New technological challenges have been posed by future space missions such as Mars Science Laboratory, to study the climatic conditions of those planets that are worthy candidates for astrobiological study. The importance of studying the possibility of the existence of some form of life in planetary exploration has given a new impetus to the study of those climatic variables.
Knowledge of the climate and in-situ study on those planets gives accurate information of the value range of the main meteorological variables: pressure and its temporal evolution, ground temperature, air temperature, wind speed and direction, sun radiation.
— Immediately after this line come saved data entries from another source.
//! Error handling for the typed IR toolkit
//!
//! `IrError` is returned synchronously by every construction call that can
//! fail. `Diagnostic` is the structured record the verifier emits for each
//! rule violation, and `DiagnosticReporter` collects them.

use serde::{Deserialize, Serialize};
use std::fmt;
use thiserror::Error;

/// Errors raised while building or validating IR
#[derive(Error, Debug, Clone, PartialEq)]
pub enum IrError {
    #[error("type mismatch in {context}: expected {expected}, found {found}")]
    TypeMismatch {
        context: String,
        expected: String,
        found: String,
    },

    #[error("block {block} already ends in a terminator")]
    BlockAlreadyTerminated { block: String },

    #[error("symbol '@{name}' is already defined in this module")]
    DuplicateSymbol { name: String },

    #[error("branch target {target} is not part of function '@{function}'")]
    UnknownTarget { function: String, target: String },

    #[error("value {value} belongs to '@{owner}' and cannot be used in '@{function}'")]
    ForeignValue {
        value: String,
        owner: String,
        function: String,
    },

    #[error("invalid {kind} handle: {handle}")]
    InvalidHandle { kind: &'static str, handle: String },

    #[error("no insertion point is set")]
    NoInsertPoint,

    #[error("module verification failed: {}", summarize(.diagnostics))]
    VerificationFailed { diagnostics: Vec<Diagnostic> },

    #[error("serialization error: {message}")]
    Serialization { message: String },
}

pub type IrResult<T> = Result<T, IrError>;

impl IrError {
    /// Create a type mismatch error
    pub fn type_mismatch(
        context: impl Into<String>,
        expected: impl Into<String>,
        found: impl Into<String>,
    ) -> Self {
        IrError::TypeMismatch {
            context: context.into(),
            expected: expected.into(),
            found: found.into(),
        }
    }

    /// Create an invalid handle error
    pub fn invalid_handle(kind: &'static str, handle: impl fmt::Debug) -> Self {
        IrError::InvalidHandle {
            kind,
            handle: format!("{handle:?}"),
        }
    }

    /// Diagnostics carried by a verification failure, empty for other errors
    pub fn diagnostics(&self) -> &[Diagnostic] {
        match self {
            IrError::VerificationFailed { diagnostics } => diagnostics,
            _ => &[],
        }
    }
}

fn summarize(diagnostics: &[Diagnostic]) -> String {
    let errors = diagnostics.iter().filter(|d| d.is_error()).count();
    let warnings = diagnostics.iter().filter(|d| d.severity == Severity::Warning).count();
    plural_summary(errors, warnings)
}

fn plural_summary(errors: usize, warnings: usize) -> String {
    match (errors, warnings) {
        (0, 0) => "No errors or warnings".to_string(),
        (0, w) => format!("{} warning{}", w, if w == 1 { "" } else { "s" }),
        (e, 0) => format!("{} error{}", e, if e == 1 { "" } else { "s" }),
        (e, w) => format!(
            "{} error{} and {} warning{}",
            e,
            if e == 1 { "" } else { "s" },
            w,
            if w == 1 { "" } else { "s" }
        ),
    }
}

/// Error severity levels
#[derive(Debug, Clone, Copy, PartialEq, Eq, Serialize, Deserialize)]
pub enum Severity {
    Error,
    Warning,
    Note,
}

impl fmt::Display for Severity {
    fn fmt(&self, f: &mut fmt::Formatter<'_>) -> fmt::Result {
        match self {
            Severity::Error => write!(f, "error"),
            Severity::Warning => write!(f, "warning"),
            Severity::Note => write!(f, "note"),
        }
    }
}

/// The structural rule a diagnostic reports on
#[derive(Debug, Clone, Copy, PartialEq, Eq, Hash, Serialize, Deserialize)]
pub enum DiagnosticKind {
    EmptyBlock,
    MissingTerminator,
    TerminatorNotLast,
    InvalidOperand,
    ForeignValue,
    UseBeforeDef,
    DefDoesNotDominateUse,
    UnknownTarget,
    SignatureMismatch,
    UnreachableBlock,
    ReturnTypeMismatch,
    TypeMismatch,
    InvalidType,
    InvalidLinkage,
    DuplicateSymbol,
}

impl fmt::Display for DiagnosticKind {
    fn fmt(&self, f: &mut fmt::Formatter<'_>) -> fmt::Result {
        let name = match self {
            DiagnosticKind::EmptyBlock => "empty-block",
            DiagnosticKind::MissingTerminator => "missing-terminator",
            DiagnosticKind::TerminatorNotLast => "terminator-not-last",
            DiagnosticKind::InvalidOperand => "invalid-operand",
            DiagnosticKind::ForeignValue => "foreign-value",
            DiagnosticKind::UseBeforeDef => "use-before-def",
            DiagnosticKind::DefDoesNotDominateUse => "def-does-not-dominate-use",
            DiagnosticKind::UnknownTarget => "unknown-target",
            DiagnosticKind::SignatureMismatch => "signature-mismatch",
            DiagnosticKind::UnreachableBlock => "unreachable-block",
            DiagnosticKind::ReturnTypeMismatch => "return-type-mismatch",
            DiagnosticKind::TypeMismatch => "type-mismatch",
            DiagnosticKind::InvalidType => "invalid-type",
            DiagnosticKind::InvalidLinkage => "invalid-linkage",
            DiagnosticKind::DuplicateSymbol => "duplicate-symbol",
        };
        write!(f, "{name}")
    }
}

/// A verifier finding: what rule, which entity, and why
#[derive(Debug, Clone, PartialEq, Serialize, Deserialize)]
pub struct Diagnostic {
    pub severity: Severity,
    pub kind: DiagnosticKind,
    /// Path of the offending entity, e.g. `@main/%entry`
    pub entity: String,
    pub message: String,
    pub notes: Vec<String>,
}

impl Diagnostic {
    pub fn error(kind: DiagnosticKind, entity: impl Into<String>, message: impl Into<String>) -> Self {
        Self {
            severity: Severity::Error,
            kind,
            entity: entity.into(),
            message: message.into(),
            notes: Vec::new(),
        }
    }

    pub fn warning(kind: DiagnosticKind, entity: impl Into<String>, message: impl Into<String>) -> Self {
        Self {
            severity: Severity::Warning,
            kind,
            entity: entity.into(),
            message: message.into(),
            notes: Vec::new(),
        }
    }

    pub fn with_note(mut self, note: impl Into<String>) -> Self {
        self.notes.push(note.into());
        self
    }

    pub fn is_error(&self) -> bool {
        self.severity == Severity::Error
    }
}

impl fmt::Display for Diagnostic {
    fn fmt(&self, f: &mut fmt::Formatter<'_>) -> fmt::Result {
        write!(f, "{}[{}]: {}: {}", self.severity, self.kind, self.entity, self.message)?;

        for note in &self.notes {
            write!(f, "\n  note: {note}")?;
        }

        Ok(())
    }
}

/// Collects diagnostics and keeps error/warning counts
#[derive(Debug, Default)]
pub struct DiagnosticReporter {
    diagnostics: Vec<Diagnostic>,
    error_count: usize,
    warning_count: usize,
    /// Stop recording after this many diagnostics (0 = unlimited)
    limit: usize,
}

impl DiagnosticReporter {
    pub fn new() -> Self {
        Self::default()
    }

    pub fn with_limit(limit: usize) -> Self {
        Self {
            limit,
            ..Self::default()
        }
    }

    /// Record a diagnostic. Returns `false` once the limit has been reached.
    pub fn report(&mut self, diagnostic: Diagnostic) -> bool {
        if self.is_full() {
            return false;
        }
        match diagnostic.severity {
            Severity::Error => self.error_count += 1,
            Severity::Warning => self.warning_count += 1,
            Severity::Note => {}
        }
        self.diagnostics.push(diagnostic);
        true
    }

    pub fn is_full(&self) -> bool {
        self.limit != 0 && self.diagnostics.len() >= self.limit
    }

    pub fn has_errors(&self) -> bool {
        self.error_count > 0
    }

    pub fn error_count(&self) -> usize {
        self.error_count
    }

    pub fn warning_count(&self) -> usize {
        self.warning_count
    }

    pub fn diagnostics(&self) -> &[Diagnostic] {
        &self.diagnostics
    }

    pub fn into_diagnostics(self) -> Vec<Diagnostic> {
        self.diagnostics
    }

    /// Create a summary string
    pub fn summary(&self) -> String {
        plural_summary(self.error_count, self.warning_count)
    }
}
With this information and additional scientific studies it can be studied the feasibility of life subsistence and the possibility of sending manned missions to those planets.
The experience shows the need for testing flight sensors in environments as close as possible as to what they will find in the future on the surface of those planets. The need to develop such an ambitious camera that covers such a broad spectrum of applications has forced us to use both our engineering expertise and our imagination.
Our vacuum chamber consists of two sub-chambers: Main Chamber or Atmospheric Chamber (CA) and the Secondary Chamber or Dust Chamber (CP). In order to attain our goals, we designed specifically a sample holder , the temperature sensor and the generator of dust. .
The simulation chamber is versatile for different experiments that allow the calibration of new electronic devices.
The variables that must be controlled are the following:
- Indepent control of subchambers total pressure.
- Partial gas pressure (gas composition, including relative humidity)
- Environmental and Local Temperature.
- Mars dust.
- Ultraviolet radiation.
- Solar Radiation (on the visible range to take pictures with different origins of solar rays).
Restrictions on the vacuum chamber are given by the environmental conditions on Mars.
- Gas composition: The composition is essentially: carbon dioxide (95.3%) with 2.7% nitrogen, 1.6% argon and traces of oxygen (0.15%) carbon monoxide (0.07% ) and water vapor (0.03%)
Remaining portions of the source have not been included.